🤖 AI Summary
This work addresses the limitations of existing multimodal large language models (MLLMs) in biology, which typically support only a single modality and rely on input-agnostic, heuristic fusion strategies that fail to capture modality-specific characteristics effectively. To overcome this, the authors propose a representation-aware fusion framework that leverages modality-specific signals in the embedding space to guide integration. Specifically, by designing probe inputs embedded with multimodal tokens, the method extracts hierarchical embedding responses from specialized MLLMs and jointly estimates fusion coefficients at both layer-level (coarse-grained) and element-level (fine-grained) granularities. Evaluated on an interaction prediction benchmark, the proposed approach significantly outperforms existing fusion strategies and even surpasses task-specific fine-tuned models, demonstrating the efficacy and superiority of embedding-space signals for cross-modal MLLM fusion.
📝 Abstract
Biological multimodal large language models (MLLMs) have emerged as powerful foundation models for scientific discovery. However, existing models are specialized to a single modality, limiting their ability to solve inherently cross-modal scientific problems. While model merging is an efficient method to combine the different modalities into a unified MLLM, existing methods rely on input-agnostic parameter space heuristics that fail to faithfully capture modality specialization. To overcome this limitation, we propose a representation-aware merging framework that estimates merging coefficients from embedding space signals.
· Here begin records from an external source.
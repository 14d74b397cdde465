mod code;
mod config;
mod game;
mod grid;
mod persist;
mod state;
mod types;

use std::collections::HashMap;
use std::sync::Arc;
use std::time::Duration;

use axum::Router;
use axum::extract::ws::{Message, WebSocket};
use axum::extract::{Query, State, WebSocketUpgrade};
use axum::response::IntoResponse;
use axum::routing::get;
use futures::stream::SplitSink;
use futures::{SinkExt, StreamExt};
use tokio::sync::Mutex;
use tower_http::cors::CorsLayer;

use crate::game::{GameCommand, GameEvent, GameHandle, Registry};
use crate::persist::StoreHandle;
use crate::types::*;

#[derive(Clone)]
struct AppState {
    registry: Arc<Registry>,
    store: StoreHandle,
    cleanup_grace: Duration,
}

// ─── WebSocket transport ──────────────────────────────────────────

async fn ws_handler(
    ws: WebSocketUpgrade,
    State(state): State<AppState>,
    Query(params): Query<HashMap<String, String>>,
) -> impl IntoResponse {
    // the client's stable identity; reconnects present the same id
    let player_id = params
        .get("clientId")
        .filter(|id| !id.is_empty())
        .cloned()
        .unwrap_or_else(|| uuid::Uuid::new_v4().to_string());
    ws.on_upgrade(move |socket| handle_socket(socket, state, player_id))
}

async fn handle_socket(socket: WebSocket, state: AppState, player_id: String) {
    let (sender, mut receiver) = socket.split();
    let sender = Arc::new(Mutex::new(sender));

    let socket_id = uuid::Uuid::new_v4().to_string();
    tracing::info!("WebSocket connected: {} player: {}", socket_id, player_id);

    // Track which room this socket is subscribed to for broadcasting
    let current_room: Arc<Mutex<Option<GameHandle>>> = Arc::new(Mutex::new(None));

    // Spawn a task that listens for room events and forwards to this socket
    let sender_clone = sender.clone();
    let socket_id_clone = socket_id.clone();
    let current_room_clone = current_room.clone();

    let event_task = tokio::spawn(async move {
        loop {
            let handle = {
                let guard = current_room_clone.lock().await;
                guard.clone()
            };

            let Some(handle) = handle else {
                tokio::time::sleep(std::time::Duration::from_millis(50)).await;
                continue;
            };

            let mut event_rx = handle.event_tx.subscribe();

            loop {
                match event_rx.recv().await {
                    Ok(event) => {
                        let msg = match &event {
                            GameEvent::SendTo { socket_id, msg } => {
                                if *socket_id != socket_id_clone {
                                    continue;
                                }
                                msg
                            }
                            GameEvent::Broadcast { msg } => msg,
                        };

                        if let Ok(json) = serde_json::to_string(msg) {
                            let mut s = sender_clone.lock().await;
                            if s.send(Message::Text(json.into())).await.is_err() {
                                return;
                            }
                        }
                    }
                    Err(tokio::sync::broadcast::error::RecvError::Lagged(_)) => continue,
                    Err(tokio::sync::broadcast::error::RecvError::Closed) => {
                        // Room ended, wait for a potential new room
                        break;
                    }
                }
            }
        }
    });

    // Process incoming messages
    while let Some(Ok(msg)) = receiver.next().await {
        let Message::Text(text) = msg else { continue };

        let client_msg: ClientMsg = match serde_json::from_str(&text) {
            Ok(m) => m,
            Err(e) => {
                tracing::warn!("Invalid message: {}", e);
                continue;
            }
        };

        match client_msg {
            ClientMsg::CreateRoom { grid_size, name } => {
                let creator = Player {
                    id: player_id.clone(),
                    name,
                    score: 0,
                };
                match game::create_room(
                    state.registry.clone(),
                    grid_size,
                    socket_id.clone(),
                    creator.clone(),
                    state.store.clone(),
                    state.cleanup_grace,
                ) {
                    Ok((handle, snapshot)) => {
                        *current_room.lock().await = Some(handle.clone());
                        send_msg(&sender, &ServerMsg::RoomCreated {
                            code: handle.code.clone(),
                            player: creator,
                            state: snapshot,
                        })
                        .await;
                    }
                    Err(e) => {
                        send_msg(&sender, &ServerMsg::ErrorMessage {
                            kind: e.kind().to_string(),
                            message: e.to_string(),
                        })
                        .await;
                    }
                }
            }

            ClientMsg::JoinRoom { code, name } => {
                if !code::is_valid(&code) {
                    send_room_not_found(&sender).await;
                    continue;
                }
                if let Some(handle) = state.registry.get(&code) {
                    *current_room.lock().await = Some(handle.clone());
                    let _ = handle
                        .cmd_tx
                        .send(GameCommand::Join {
                            socket_id: socket_id.clone(),
                            player_id: player_id.clone(),
                            name,
                        })
                        .await;
                } else {
                    send_room_not_found(&sender).await;
                }
            }

            ClientMsg::MakeMove { code, edge } => {
                if let Some(handle) = state.registry.get(&code) {
                    *current_room.lock().await = Some(handle.clone());
                    let _ = handle
                        .cmd_tx
                        .send(GameCommand::Move {
                            socket_id: socket_id.clone(),
                            player_id: player_id.clone(),
                            edge,
                        })
                        .await;
                } else {
                    send_room_not_found(&sender).await;
                }
            }

            ClientMsg::SyncState { code } => {
                if let Some(handle) = state.registry.get(&code) {
                    *current_room.lock().await = Some(handle.clone());
                    let _ = handle
                        .cmd_tx
                        .send(GameCommand::Sync {
                            socket_id: socket_id.clone(),
                        })
                        .await;
                } else {
                    send_room_not_found(&sender).await;
                }
            }
        }
    }

    // Socket disconnected
    tracing::info!("WebSocket disconnected: {}", socket_id);
    event_task.abort();

    // Notify the room about the disconnect
    let room_code = state
        .registry
        .sockets
        .get(&socket_id)
        .map(|entry| entry.value().clone());
    if let Some(room_code) = room_code {
        if let Some(handle) = state.registry.get(&room_code) {
            let _ = handle
                .cmd_tx
                .send(GameCommand::Disconnect {
                    socket_id: socket_id.clone(),
                })
                .await;
        }
    }
}

async fn send_msg(sender: &Arc<Mutex<SplitSink<WebSocket, Message>>>, msg: &ServerMsg) {
    if let Ok(json) = serde_json::to_string(msg) {
        let mut s = sender.lock().await;
        let _ = s.send(Message::Text(json.into())).await;
    }
}

async fn send_room_not_found(sender: &Arc<Mutex<SplitSink<WebSocket, Message>>>) {
    send_msg(sender, &ServerMsg::ErrorMessage {
        kind: "ROOM_NOT_FOUND".to_string(),
        message: "Room not found".to_string(),
    })
    .await;
}

// ─── Main ─────────────────────────────────────────────────────────

#[tokio::main]
async fn main() {
    tracing_subscriber::fmt::init();

    let cfg = config::load();

    let registry = Registry::new();
    let store = StoreHandle::spawn(cfg.data_path.clone());

    let state = AppState {
        registry,
        store,
        cleanup_grace: cfg.cleanup_grace,
    };

    let app = Router::new()
        .route("/ws", get(ws_handler))
        .layer(CorsLayer::permissive())
        .with_state(state);

    let listener = tokio::net::TcpListener::bind(format!("0.0.0.0:{}", cfg.port))
        .await
        .expect("Failed to bind");

    tracing::info!("BoxRush server running on port {}", cfg.port);

    axum::serve(listener, app).await.unwrap();
}
//! Room lifecycle: the session registry and the per-room actor task.
//!
//! Each live room is owned by one spawned task that consumes its command
//! queue strictly in admission order. That single consumer is the room's
//! mutual exclusion: two moves for the same code can never interleave their
//! validation and mutation, while different rooms proceed independently.

use std::collections::HashMap;
use std::sync::Arc;
use std::time::Duration;

use dashmap::DashMap;
use dashmap::mapref::entry::Entry;
use tokio::sync::{broadcast, mpsc, watch};

use crate::code;
use crate::grid::EdgeId;
use crate::persist::{StoreEvent, StoreHandle};
use crate::state::{self, GameState, JoinOutcome, Outcome};
use crate::types::{GameSnapshot, Player, ServerMsg};

/// Commands the WebSocket handler sends to a room task.
#[derive(Debug, Clone)]
pub enum GameCommand {
    Join {
        socket_id: String,
        player_id: String,
        name: String,
    },
    Move {
        socket_id: String,
        player_id: String,
        edge: EdgeId,
    },
    Sync {
        socket_id: String,
    },
    Disconnect {
        socket_id: String,
    },
    CleanupCheck,
}

/// Events emitted by a room to its subscribed sockets.
#[derive(Debug, Clone)]
pub enum GameEvent {
    /// Send a message to a specific socket.
    SendTo { socket_id: String, msg: ServerMsg },
    /// Broadcast a message to all sockets in the room.
    Broadcast { msg: ServerMsg },
}

/// Registry of all live rooms.
pub struct Registry {
    /// code -> room handle
    pub rooms: DashMap<String, GameHandle>,
    /// socket_id -> code, for disconnect routing
    pub sockets: DashMap<String, String>,
}

#[derive(Clone)]
pub struct GameHandle {
    pub code: String,
    pub cmd_tx: mpsc::Sender<GameCommand>,
    pub event_tx: broadcast::Sender<GameEvent>,
}

impl Registry {
    pub fn new() -> Arc<Self> {
        Arc::new(Self {
            rooms: DashMap::new(),
            sockets: DashMap::new(),
        })
    }

    pub fn get(&self, room_code: &str) -> Option<GameHandle> {
        self.rooms.get(room_code).map(|h| h.clone())
    }

    /// Drop a room and its socket routes. Safe to call twice; the second
    /// call is a no-op and returns false.
    pub fn remove_room(&self, room_code: &str) -> bool {
        let removed = self.rooms.remove(room_code).is_some();
        if removed {
            self.sockets.retain(|_, c| c != room_code);
        }
        removed
    }
}

/// The per-task view of one room: the authoritative state plus the sockets
/// currently attached to it.
struct Room {
    state: GameState,
    /// socket_id -> player_id for every attached socket.
    connections: HashMap<String, String>,
    cleanup_cancel: Option<watch::Sender<bool>>,
    cleanup_grace: Duration,
}

impl Room {
    fn broadcast(&self, tx: &broadcast::Sender<GameEvent>, msg: ServerMsg) {
        let _ = tx.send(GameEvent::Broadcast { msg });
    }

    fn send_to(&self, tx: &broadcast::Sender<GameEvent>, socket_id: &str, msg: ServerMsg) {
        let _ = tx.send(GameEvent::SendTo {
            socket_id: socket_id.to_string(),
            msg,
        });
    }

    fn cancel_cleanup(&mut self) {
        if let Some(cancel) = self.cleanup_cancel.take() {
            let _ = cancel.send(true);
        }
    }
}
We first design a probe input that consists of different modality tokens and forward it through each specialized MLLM to obtain layer-wise embedding responses that reflect modality-specific representation changes. We then estimate complementary merging coefficients at two granularities from the embedding space: layer-wise coefficients from coarse-grained signals and element-wise coefficients from fine-grained signals, which are jointly combined for robust coefficient estimation. Experiments on interactive effect prediction benchmarks show that our method outperforms existing merging methods and even surpasses task-specific fine-tuned models, establishing that embedding space signals provide a principled and effective foundation for cross-modal MLLM merging.